The expression “gig economy” alludes to a general workforce condition in which here and now commitment, impermanent contracts, and independent contracting is ordinary. It’s additionally alluded to as the “specialist economy,” “agile workforce,” “sharing economy,” or “independent workforce.” You may believe it’s a trendy expression, and you’d be correct, yet the boundless development of new businesses supporting the gig economy (and the number of laborers utilizing them) is a certain sign that the idea of work as we know it is changing. Continue reading “Empowering The Gig Economy: All You Need To Know”
Financial inclusion is where people and organizations approach valuable and moderate money related items and services that address their requirements which are conveyed in a mindful and credible way. Financial inclusion is characterized by the accessibility and fairness of chances to get money-related services. The accessibility of monetary administrations that meet the particular needs of a user without any discrimination is a key goal of Financial Inclusion. Continue reading “Financial Inclusion: All you need to know”
In today’s world, we need money to make money. With a plethora of banks and lending agencies opening up everywhere, one might think that procuring money will become easier, but this might not always be the case. Lending money involves huge risk and thus almost all financial organizations rely on certain criteria to index the repayment capacity of an applicant. A credit score is Continue reading “10 Ways To Increase Your CIBIL Score in 2017”
Since June 16, 2017, dynamic fuel pricing was implemented throughout the country, prices of petrol & diesel have only gone up. The price increase may be gradual but it amounts to a monumental increase if looked over time.

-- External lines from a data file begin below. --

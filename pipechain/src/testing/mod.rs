//! Testing utilities for pipechain.
//!
//! This module provides:
//! - Shell-script stages for process-level tests
//! - Outcome builders for classification tests and benchmarks
//! - Assertions over pipeline results

mod assertions;
mod fixtures;

pub use assertions::{
    assert_collateral, assert_no_sink, assert_primary_failure, assert_succeeded,
};
pub use fixtures::{outcomes_from, sh_stage, TestPipeline};
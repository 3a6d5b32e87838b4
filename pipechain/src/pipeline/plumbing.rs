//! Pipe plumbing between consecutive stages.
//!
//! For N stages, N-1 pipes are created, each one just before the stage that
//! writes into it is wired. The parent's copies of both ends are moved into
//! the stage's [`StageWiring`] and released when the spawning command is
//! dropped; the plumbing never duplicates a descriptor.

use crate::core::DiagnosticsPolicy;
use crate::errors::PipelineError;
use nix::fcntl::OFlag;
use std::os::fd::OwnedFd;
use std::process::Stdio;

/// One anonymous pipe, close-on-exec on both ends.
///
/// Close-on-exec matters: without it every stage would inherit the ends of
/// pipes belonging to other stages, and no reader would ever see EOF.
#[derive(Debug)]
pub(crate) struct Pipe {
    pub(crate) reader: OwnedFd,
    pub(crate) writer: OwnedFd,
}

impl Pipe {
    pub(crate) fn new() -> std::io::Result<Self> {
        let (reader, writer) = nix::unistd::pipe2(OFlag::O_CLOEXEC)?;
        Ok(Self { reader, writer })
    }
}

/// Standard streams for one stage.
#[derive(Debug)]
pub(crate) struct StageWiring {
    pub(crate) stdin: Stdio,
    pub(crate) stdout: Stdio,
    pub(crate) stderr: Stdio,
    /// Whether the stage leads its own process group. A stage reading the
    /// caller's terminal stays in the caller's group.
    pub(crate) own_group: bool,
}

/// Hands out the streams for each stage, in launch order.
#[derive(Debug)]
pub(crate) struct Plumbing {
    stage_count: usize,
    next_stage: usize,
    input: Option<Stdio>,
    sink: Option<Stdio>,
    /// Read end of the pipe fed by the previously wired stage.
    upstream: Option<OwnedFd>,
    pipes_created: usize,
}

impl Plumbing {
    pub(crate) fn new(stage_count: usize, input: Stdio, sink: Stdio) -> Self {
        Self {
            stage_count,
            next_stage: 0,
            input: Some(input),
            sink: Some(sink),
            upstream: None,
            pipes_created: 0,
        }
    }

    /// Wires the next stage.
    ///
    /// Its stdin is the read end of the previous pipe (or the pipeline input);
    /// its stdout is the write end of a fresh pipe (or the sink, for the last
    /// stage).
    pub(crate) fn wire_next(
        &mut self,
        diagnostics: DiagnosticsPolicy,
    ) -> Result<StageWiring, PipelineError> {
        let index = self.next_stage;
        debug_assert!(index < self.stage_count, "wired more stages than planned");
        self.next_stage += 1;

        let stdin = if index == 0 {
            self.input.take().unwrap_or_else(Stdio::null)
        } else {
            self.upstream.take().map_or_else(Stdio::null, Stdio::from)
        };

        let stdout = if index + 1 == self.stage_count {
            self.sink.take().unwrap_or_else(Stdio::null)
        } else {
            let pipe = Pipe::new().map_err(|source| PipelineError::PipeCreation {
                after_stage: index,
                source,
            })?;
            self.pipes_created += 1;
            self.upstream = Some(pipe.reader);
            Stdio::from(pipe.writer)
        };

        Ok(StageWiring {
            stdin,
            stdout,
            stderr: diagnostics.stdio(),
            own_group: true,
        })
    }

    /// Drops the read end waiting for the next stage.
    ///
    /// Called when a stage failed to launch and no later stage will be wired.
    pub(crate) fn abandon_upstream(&mut self) {
        self.upstream = None;
    }

    pub(crate) fn pipes_created(&self) -> usize {
        self.pipes_created
    }
}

The rising fuel prices fan inflation, jack up the subsidy bill and make it difficult for the government to meet required fiscal targets. They affect households budget directly through increased prices of diesel, petrol and cooking gas, and indirectly through the rise in transport charges that feed into higher prices of most consumable products and services. Higher fuel prices also impact the operating margins of businesses and in turn, government tax revenue.